Earnings reports last week swooped down like an Alberta Clipper, suggesting the economy is headed for the deep freeze. Refreshingly, IBM, one bright spot and an accurate gauge of future IT spending, brushed aside this nonsense with a 28 percent rise in fourth-quarter earnings from a year ago. More important, IBM, according to Chairman Louis Gerstner, looks forward “to another good year.”
Gerstner will probably be chided by President Bush for not being pessimistic enough.
Fear not, there was plenty of misery to go around last week as Apple reported a greater-than-expected loss. Intel lowered its 2001 forecasts, and GE suggested big layoffs are in the wind. The worst news came from smaller techs and Internet pure plays. Vignette, citing uncertainty about IT spending, announced layoffs. So did NBCi and AltaVista. And DSL provider Northpoint Communications filed for bankruptcy.
Rounding out this bleak picture, California plunged into darkness with rolling blackouts. What more? Oil prices shortly will head up again.
Its too easy and perhaps unwise to adopt the herd mentality and pull the reins in on IT spending. Given the restrained market, now could very well be a propitious time to launch a project long relegated to the back burner due to skills shortages. The good news is consultants and product vendors alike are hungry for business.
Analysts chided Intel for hiking capital spending to $7.5 billion this year, 12 percent more than last year and nearly double the figure in 1999. Intel, which has put cost controls in place and plans to shut down a plant in Puerto Rico, is counting on PC sales rebounding in the second half of the year.

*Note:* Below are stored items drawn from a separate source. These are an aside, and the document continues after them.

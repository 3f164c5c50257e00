pub mod types;
pub mod error;
pub mod storage;
pub mod inventory;
pub mod service;
pub mod gemini;
pub mod merge;
pub mod enrichment;
pub mod worker;
pub mod engine;

// Re-export commonly used items
pub use types::{
    Category, Classification, EnrichmentState, MemoryPressure, ProcessId, ProcessRecord,
    RiskLevel, ScanMode, SystemStats, TriageConfig,
};
pub use error::TriageError;
pub use storage::{load_config, load_config_from, resolve_api_key, save_config_to};
pub use inventory::{InventorySource, MockInventory};
pub use service::{ClassificationService, LookupAnswer, ProcessLookup};
pub use gemini::GeminiClient;
pub use enrichment::ExpandOutcome;
pub use engine::{
    CleanReport, CleanRequest, EngineSnapshot, Notice, ScanState, ToggleOutcome, TriageEngine,
};
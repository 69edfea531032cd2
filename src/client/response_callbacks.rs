// Copyright Valkey GLIDE Project Contributors - SPDX Identifier: Apache-2.0

//! Per-command response transforms.
//!
//! The raw reply of each batched command can be post-processed by a
//! callback looked up by command name. The table is populated at startup
//! and read-only afterwards; commands without an entry pass their reply
//! through unchanged.

use std::collections::HashMap;
use std::sync::Arc;

use once_cell::sync::Lazy;

use crate::errors::{Error, Result};
use crate::resp::Value;

use super::types::{CommandOptions, EncodingErrors};

pub type ResponseCallback = Arc<dyn Fn(Value, &CommandOptions) -> Result<Value> + Send + Sync>;

#[derive(Clone, Default)]
pub struct ResponseCallbacks {
    callbacks: HashMap<String, ResponseCallback>,
}

impl ResponseCallbacks {
    pub fn new() -> ResponseCallbacks {
        ResponseCallbacks::default()
    }

    /// The built-in catalogue. Hosts extend it with `set` or replace it
    /// wholesale on the client builder.
    pub fn standard() -> ResponseCallbacks {
        static STANDARD: Lazy<ResponseCallbacks> = Lazy::new(|| {
            let mut callbacks = ResponseCallbacks::new();
            callbacks.set("PING", Arc::new(pong));
            callbacks
        });
        STANDARD.clone()
    }

    pub fn set(&mut self, command_name: &str, callback: ResponseCallback) {
        self.callbacks
            .insert(command_name.to_ascii_uppercase(), callback);
    }

    pub(crate) fn apply(
        &self,
        command_name: &str,
        value: Value,
        options: &CommandOptions,
    ) -> Result<Value> {
        match self.callbacks.get(command_name) {
            Some(callback) => callback(value, options),
            None => Ok(value),
        }
    }
}

impl std::fmt::Debug for ResponseCallbacks {
    fn fmt(&self, f: &mut std::fmt::Formatter<'_>) -> std::fmt::Result {
        let mut names: Vec<&String> = self.callbacks.keys().collect();
        names.sort();
        f.debug_tuple("ResponseCallbacks").field(&names).finish()
    }
}

/// PING answers `+PONG`, but arrives as a bulk string when the server
/// echoes a message argument. Normalise both to text.
fn pong(value: Value, _options: &CommandOptions) -> Result<Value> {
    match value {
        Value::BulkString(bytes) => Ok(Value::SimpleString(
            String::from_utf8_lossy(&bytes).into_owned(),
        )),
        value => Ok(value),
    }
}

/// Recursively decodes bulk replies to text, used when `decode_responses`
/// is enabled.
pub(crate) fn decode_reply(value: Value, errors: EncodingErrors) -> Result<Value> {
    match value {
        Value::BulkString(bytes) => match errors {
            EncodingErrors::Strict => String::from_utf8(bytes)
                .map(Value::SimpleString)
                .map_err(|err| Error::Response(format!("invalid utf-8 in reply: {err}"))),
            EncodingErrors::Replace => Ok(Value::SimpleString(
                String::from_utf8_lossy(&bytes).into_owned(),
            )),
        },
        Value::Array(items) => items
            .into_iter()
            .map(|item| decode_reply(item, errors))
            .collect::<Result<Vec<Value>>>()
            .map(Value::Array),
        value => Ok(value),
    }
}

Beyond just admiring Intels boldness (Wall Street sees it as stupidity), there is a big potential payoff. While its competitors hunker down, Intel will be ready for the next upturn. With well north of $13 billion in cash, Intel can afford to take the risk even if it incurs the wrath of Wall Street.
Ironically, IBM enters the year with unbridled confidence. In good times, Gerstner has been far more cautious if not downright gloomy in his prognostications. Just as the rising chorus of pessimism is hitting a crescendo, IBM is leaving the music hall.
For its part, Microsoft, which met lowered expectations, cautioned that falling PC sales will make this a tough year. But dont necessarily believe Microsoft—it has a habit of setting lowered expectations and then sailing by them. This was the companys modus operandi for years.
The company, with upward of $24 billion in cash, is also on tap to spend almost $4 billion in R&D for fiscal 2001, up from $2.6 billion in 1998.
These three companies are technology bellwethers, able to rekindle a recovery faster than a half-point drop in the prime. But you have to do your part, too, and see beyond the prevailing state of economic sentiment. Gloom, after all, is a state of mind.